* Supplied records:
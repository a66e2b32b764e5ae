use tracing::debug;

use crate::{
    error::{Error, Result},
    table::Table,
};

use super::{first_duplicate, DynEstimate, Estimate, Transform};

/// Fits each estimator on its own column selection and places the outputs
/// side by side.
///
/// Columns that no estimator selects are dropped.
#[derive(Debug, Default)]
pub struct ColumnTransformer {
    transformers: Vec<(String, Box<dyn DynEstimate>, Vec<String>)>,
}
impl ColumnTransformer {
    #[must_use]
    pub fn new() -> Self {
        Self::default()
    }

    #[must_use]
    pub fn with_transformer<E, I, N>(mut self, name: impl Into<String>, estimator: E, columns: I) -> Self
    where
        E: DynEstimate + 'static,
        I: IntoIterator<Item = N>,
        N: Into<String>,
    {
        let columns = columns.into_iter().map(Into::into).collect();
        self.transformers
            .push((name.into(), Box::new(estimator), columns));
        self
    }

    #[must_use]
    pub fn is_empty(&self) -> bool {
        self.transformers.is_empty()
    }
}
impl Estimate for ColumnTransformer {
    type Output = FittedColumnTransformer;

    fn fit(&self, examples: &Table) -> Result<Self::Output> {
        let mut steps = vec![];
        let mut feature_names = vec![];
        for (name, estimator, columns) in &self.transformers {
            let selected = examples.select(columns)?;
            let fitted = estimator.fit_dyn(&selected)?;
            debug!(step = name.as_str(), n_features = fitted.feature_names_out().len(), "fitted column step");
            feature_names.extend(fitted.feature_names_out().iter().cloned());
            steps.push((name.clone(), fitted, columns.clone()));
        }
        if let Some(duplicate) = first_duplicate(&feature_names) {
            return Err(Error::DuplicateColumn(duplicate.to_string()));
        }
        Ok(FittedColumnTransformer {
            steps,
            feature_names,
        })
    }
}

#[derive(Debug)]
pub struct FittedColumnTransformer {
    steps: Vec<(String, Box<dyn Transform>, Vec<String>)>,
    feature_names: Vec<String>,
}
impl FittedColumnTransformer {
    /// # Option
    ///
    /// Return [`None`] if no step is called `name`
    pub fn step(&self, name: &str) -> Option<&dyn Transform> {
        self.steps
            .iter()
            .find(|(x, _, _)| x == name)
            .map(|(_, transformer, _)| transformer.as_ref())
    }
}
impl Transform for FittedColumnTransformer {
    fn transform(&self, table: &Table) -> Result<Table> {
        let outputs = self
            .steps
            .iter()
            .map(|(_, transformer, columns)| transformer.transform(&table.select(columns)?))
            .collect::<Result<Vec<_>>>()?;
        Table::hconcat(outputs)
    }

    fn feature_names_out(&self) -> &[String] {
        &self.feature_names
    }
}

* What to do: Give back the records word for word. Start at the first line, end at the line containing "side by side.", and include both.

* Solution to this task:
repository a66e2b32b764e5ae
use tracing::debug;

use crate::{
    error::{Error, Result},
    table::Table,
};

use super::{first_duplicate, DynEstimate, Estimate, Transform};

/// Fits each estimator on its own column selection and places the outputs
/// side by side.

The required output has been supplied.